> **Data to use**:
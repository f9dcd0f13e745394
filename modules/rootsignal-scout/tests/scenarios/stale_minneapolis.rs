//! Scenario 1: Temporal Confusion — stale vs. current sources in Minneapolis.

use simweb::{Fact, Geography, JudgeCriteria, Site, SocialProfile, World};

pub fn world() -> World {
    World {
        name: "Stale Minneapolis".to_string(),
        description: "Minneapolis neighborhood where half the sources are 6-18 months old. \
            A food shelf moved locations 8 months ago but the old address still appears on several \
            pages. An old community garden schedule (from last growing season) is still online. \
            Meanwhile, a new mutual aid group launched 2 weeks ago with active social media, \
            and a tenant union has been organizing for 3 months with recent press coverage."
            .to_string(),
        facts: vec![
            Fact {
                text: "North Minneapolis Food Shelf moved from 1200 Penn Ave N to 3400 Fremont Ave N in June 2025".to_string(),
                referenced_by: vec![
                    "https://www.northmpls-foodshelf.org/about".to_string(),
                    "https://www.minnpost.com/community/food-shelf-relocation".to_string(),
                ],
                category: "location_change".to_string(),
            },
            Fact {
                text: "Sumner-Glenwood Community Garden 2026 season starts April 15 with new plot assignments".to_string(),
                referenced_by: vec![
                    "https://www.sumner-glenwood-garden.org/schedule".to_string(),
                ],
                category: "current_schedule".to_string(),
            },
            Fact {
                text: "Northside Neighbors Mutual Aid launched January 30, 2026".to_string(),
                referenced_by: vec![
                    "https://www.instagram.com/northside_mutual_aid/".to_string(),
                ],
                category: "new_organization".to_string(),
            },
            Fact {
                text: "Lowry Avenue Tenant Union has filed 12 complaints with the city since November 2025".to_string(),
                referenced_by: vec![
                    "https://www.startribune.com/lowry-tenant-union-complaints".to_string(),
                ],
                category: "ongoing_organizing".to_string(),
            },
            Fact {
                text: "Old food shelf address 1200 Penn Ave N is permanently closed".to_string(),
                referenced_by: vec![
                    "https://www.northmpls-foodshelf.org/old-location".to_string(),
                ],
                category: "stale_info".to_string(),
            },
        ],
        sites: vec![
            // Stale sources (6-18 months old)
            Site {
                url: "https://www.northmpls-foodshelf.org/old-location".to_string(),
                kind: "nonprofit".to_string(),
                content_description: "Old food shelf page showing 1200 Penn Ave N address, hours M-F 9-5. \
                    Page last updated March 2025. Still indexed by Google.".to_string(),
                published: Some(chrono::NaiveDate::from_ymd_opt(2025, 3, 15).unwrap()),
                links_to: vec![],
            },
            Site {
                url: "https://www.sumner-glenwood-garden.org/2025-schedule".to_string(),
                kind: "community_org".to_string(),
                content_description: "2025 growing season schedule (April-October 2025). Plot assignments, \
                    volunteer days. Outdated but still accessible.".to_string(),
                published: Some(chrono::NaiveDate::from_ymd_opt(2025, 4, 1).unwrap()),
                links_to: vec![],
            },
            Site {
                url: "https://www.reddit.com/r/Minneapolis/comments/old_garden_post".to_string(),
                kind: "forum".to_string(),
                content_description: "Reddit post from 8 months ago asking about community garden plots. \
                    Contains old food shelf address in comments.".to_string(),
                published: Some(chrono::NaiveDate::from_ymd_opt(2025, 6, 10).unwrap()),
                links_to: vec![],
            },
            // Current sources
            Site {
                url: "https://www.northmpls-foodshelf.org/about".to_string(),
                kind: "nonprofit".to_string(),
                content_description: "Current food shelf page at 3400 Fremont Ave N. Updated hours, \
                    new programs including home delivery starting February 2026.".to_string(),
                published: Some(chrono::NaiveDate::from_ymd_opt(2026, 1, 15).unwrap()),
                links_to: vec![],
            },
            Site {
                url: "https://www.sumner-glenwood-garden.org/schedule".to_string(),
                kind: "community_org".to_string(),
                content_description: "2026 growing season schedule. New plot assignments, orientation \
                    dates in March, first planting day April 15.".to_string(),
                published: Some(chrono::NaiveDate::from_ymd_opt(2026, 2, 1).unwrap()),
                links_to: vec![],
            },
            Site {
                url: "https://www.minnpost.com/community/food-shelf-relocation".to_string(),
                kind: "news".to_string(),
                content_description: "MinnPost article about the food shelf relocation, new programs, \
                    and expanded capacity at 3400 Fremont Ave N.".to_string(),
                published: Some(chrono::NaiveDate::from_ymd_opt(2025, 7, 20).unwrap()),
                links_to: vec!["https://www.northmpls-foodshelf.org/about".to_string()],
            },
            Site {
                url: "https://www.startribune.com/lowry-tenant-union-complaints".to_string(),
                kind: "news".to_string(),
                content_description: "Star Tribune coverage of Lowry Avenue Tenant Union filing \
                    12 complaints about building code violations. Quotes from tenants and landlord.".to_string(),
                published: Some(chrono::NaiveDate::from_ymd_opt(2026, 2, 5).unwrap()),
                links_to: vec![],
            },
        ],
        social_profiles: vec![
            SocialProfile {
                platform: "Instagram".to_string(),
                identifier: "northside_mutual_aid".to_string(),
                persona: "New mutual aid group, enthusiastic, posting about supply drives, \
                    neighbor check-ins, and upcoming events. Founded 2 weeks ago.".to_string(),
                post_count: 8,
            },
            SocialProfile {
                platform: "Reddit".to_string(),
                identifier: "r/Minneapolis".to_string(),
                persona: "City subreddit. Mix of questions about resources, complaints about \
                    landlords, and community event announcements.".to_string(),
                post_count: 10,
            },
        ],
        topics: vec![
            "mutual aid".to_string(),
            "food shelf".to_string(),
            "tenant rights".to_string(),
            "community garden".to_string(),
        ],
        geography: Geography {
            name: "Minneapolis".to_string(),
            state_or_region: "Minnesota".to_string(),
            country: "US".to_string(),
            local_terms: vec![
                "Minneapolis".to_string(),
                "North Minneapolis".to_string(),
                "Northside".to_string(),
                "Lowry".to_string(),
                "Sumner-Glenwood".to_string(),
                "Hennepin".to_string(),
                "MN".to_string(),
                "Mpls".to_string(),
            ],
            center_lat: 44.9778,
            center_lng: -93.2650,
        },
    }
}

pub fn criteria() -> JudgeCriteria {
    JudgeCriteria {
        checks: vec![
            "Stale sources (2025 dates) should NOT produce high-confidence signals. Any signal from 1200 Penn Ave N should be low confidence or absent.".to_string(),
            "The old food shelf address (1200 Penn Ave N) should NOT appear in any high-confidence signal. The current address (3400 Fremont Ave N) should appear instead.".to_string(),
            "Current sources (2026 dates) should rank higher in confidence than stale sources.".to_string(),
            "The new mutual aid group (Northside Neighbors Mutual Aid, launched Jan 30 2026) should be detected as a signal.".to_string(),
            "The Lowry Avenue Tenant Union complaints should produce at least one Tension signal.".to_string(),
            "The 2026 community garden schedule should be preferred over the 2025 schedule.".to_string(),
        ],
        pass_threshold: 0.6,
        critical_categories: vec![
            "stale_info".to_string(),
            "wrong_address".to_string(),
        ],
    }
}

> **What is needed**: Every line in the records above that contains the word "Neighbors" is to be copied out.

> **Result below**:
                text: "Northside Neighbors Mutual Aid launched January 30, 2026".to_string(),
            "The new mutual aid group (Northside Neighbors Mutual Aid, launched Jan 30 2026) should be detected as a signal.".to_string(),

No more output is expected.